Ⅰ型糖尿病由于胰島素分泌缺陷或(和)胰島損傷可引起高血糖，目前的治療手段為長期依賴藥物或胰島素替代治療，但隨著病程的發(fā)展及伴隨的多種并發(fā)癥，該病具有很高的致殘及致死率。不同來源的干細(xì)胞以及胰島前體細(xì)胞在體外經(jīng)誘導(dǎo)劑處理后分化為胰島素分泌細(xì)胞再移植的方法是Ⅰ型糖尿病最理想的治療方式[1]，而人臍帶間充質(zhì)干細(xì)胞(human umbilical cord mesenchymal stem cells , hUMSCs)具有來源廣泛、較低免疫原性、易于分離培養(yǎng)等優(yōu)點(diǎn)，在組織工程和細(xì)胞治療領(lǐng)域具有廣闊的應(yīng)用前景[2-5]。Notch信號通路是影響細(xì)胞命運(yùn)的經(jīng)典通路之一，在干細(xì)胞的誘導(dǎo)分化過程中主要調(diào)節(jié)細(xì)胞分化、增殖及凋亡等[6]。神經(jīng)元素3(neurogenin-3，Ngn3)是一種螺旋狀的轉(zhuǎn)錄因子，專一性表達(dá)于胰島前體細(xì)胞[7]，Ngn3的缺失突變會導(dǎo)致新生兒糖尿病，并阻止胰島β細(xì)胞從人類多能干細(xì)胞分化[8]。目前對誘導(dǎo)hUMSCs體外分化過程中Notch信號通路與Ngn3表達(dá)的關(guān)系報道較少，本研究采用分階段聯(lián)合誘導(dǎo)法(前10 d用含EGF的低糖培養(yǎng)基，后11 d用含激活素A和尼克酰胺的高糖培養(yǎng)基)誘導(dǎo)體外培養(yǎng)的hUMSCs向胰島前體細(xì)胞分化，檢測誘導(dǎo)后細(xì)胞中Notchl、胰島前體細(xì)胞標(biāo)記物Ngn3的變化，報告如下。

1 材料與方法

1.1材料

1.1.1標(biāo)本 臍帶來源于健康足月剖宮產(chǎn)手術(shù)，由貴州醫(yī)科大學(xué)附屬醫(yī)院及貴陽市花溪區(qū)人民醫(yī)院產(chǎn)科提供，家屬知情同意。產(chǎn)婦經(jīng)檢查無艾滋病、乙型肝炎病毒、梅毒、螺旋體、支原體等傳染病原體感染情況，血糖血壓均在正常范圍內(nèi)。

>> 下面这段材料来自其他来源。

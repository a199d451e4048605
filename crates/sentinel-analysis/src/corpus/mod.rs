//! Corpus construction: function-level units, canonicalized and deduplicated.

pub mod builder;
pub mod dedup;
pub mod types;

pub use builder::{build_corpus, CorpusBuilder};
pub use dedup::{content_hash, DuplicateRegistry};
pub use types::{CorpusLabel, CorpusRow, CorpusStats};
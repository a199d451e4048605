//! Error handling for Sentinel.
//! One error enum per subsystem, `thiserror` only, zero `anyhow`.

pub mod admission_error;
pub mod artifact_error;
pub mod classifier_error;
pub mod config_error;
pub mod corpus_error;
pub mod error_code;
pub mod parse_error;
pub mod pattern_error;
pub mod pipeline_error;

pub use admission_error::AdmissionError;
pub use artifact_error::ArtifactError;
pub use classifier_error::ClassifierError;
pub use config_error::ConfigError;
pub use corpus_error::CorpusError;
pub use error_code::SentinelErrorCode;
pub use parse_error::ParseError;
pub use pattern_error::PatternError;
pub use pipeline_error::PipelineError;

1.1.2試劑與儀器 DMEM/F12培養(yǎng)基、青鏈霉素混合液(Solarbio公司，美國)，0.25% 胰蛋白酶(Hyclone公司，美國)，胎牛血清FBS(Gibco公司，澳大利亞)，γ分泌酶抑制劑(DAPT，亦瑞生物技術(shù)有限公司，上海)，鼠抗人CD105單克隆抗體，兔抗人CD34、CD45單克隆抗體(博士德公司，武漢)、兔抗人Ngn3(Abcam公司，美國)，兔抗人Notch1、兔抗人Pdx1單克隆抗體(Epitomics公司，美國)，兔抗人胰高血糖素(Glucagon，Watpa公司，新西蘭)，單克隆抗體β-actin抗體(Abmart公司，美國)，內(nèi)皮生長因子(EGF)、激活素A (Pepro Tech公司，美國)，尼克酰胺(Sigma公司，美國)，HRP標(biāo)記山羊抗兔IgA(百奧萊博科技有限公司，北京)，倒置相差顯微鏡(C-SHG, Nikon公司，日本)，電子顯微鏡HITACHI7650(日立公司，日本)，Bio-Rad伯樂梯度PCR儀(伯樂Bio-rad公司，美國)。

1.2 方法

1.2.1hUMSCs分離、培養(yǎng)及誘導(dǎo) 取健康足月剖宮產(chǎn)術(shù)后臍帶，長度約為5～10 cm、直徑約為1～2 cm，高壓滅菌的PBS溶液內(nèi)放置，4 ℃保存，4 h內(nèi)使用；用PBS清洗干凈后在超凈工作臺中剪成1～2 cm，剝離臍動脈，分離臍靜脈內(nèi)皮；分離組織、剪碎至1 mm3大小，加入含有20% FBS DMEM/F12培養(yǎng)基，浸泡1～2 min；使用眼科鑷將其轉(zhuǎn)移到T25培養(yǎng)瓶中成陣列分布，各組織塊間間隔在5～6 mm，倒置放入37 ℃、50 mL/L CO2培養(yǎng)箱內(nèi)，2 h后取出；加入含有20% FBS DMEM/F12培養(yǎng)基1 mL，繼續(xù)培養(yǎng)，此后每隔1 d加入20% FBS DMEM/F12培養(yǎng)基1 mL，加至5 mL時停止。隔日觀察，有長梭形細(xì)胞遷移出組織塊時換液，傳至第3～5代，采用分階段聯(lián)合誘導(dǎo)法誘導(dǎo)：前10 d采用低糖培養(yǎng)基(含10% FBS、5.5 mmol/L葡萄糖、20 μg/L EGF的DMEM/F12培養(yǎng)基)培養(yǎng)，每隔2 d換液；誘導(dǎo)培養(yǎng)至第11天時采用高糖培養(yǎng)基(含10% FBS、25 mmol/L葡萄糖、10 mmol/L尼克酰胺、10 μg/L激活素A的DMEM/F12培養(yǎng)基)培養(yǎng)，每隔2 d換液，誘導(dǎo)培養(yǎng)至第21天。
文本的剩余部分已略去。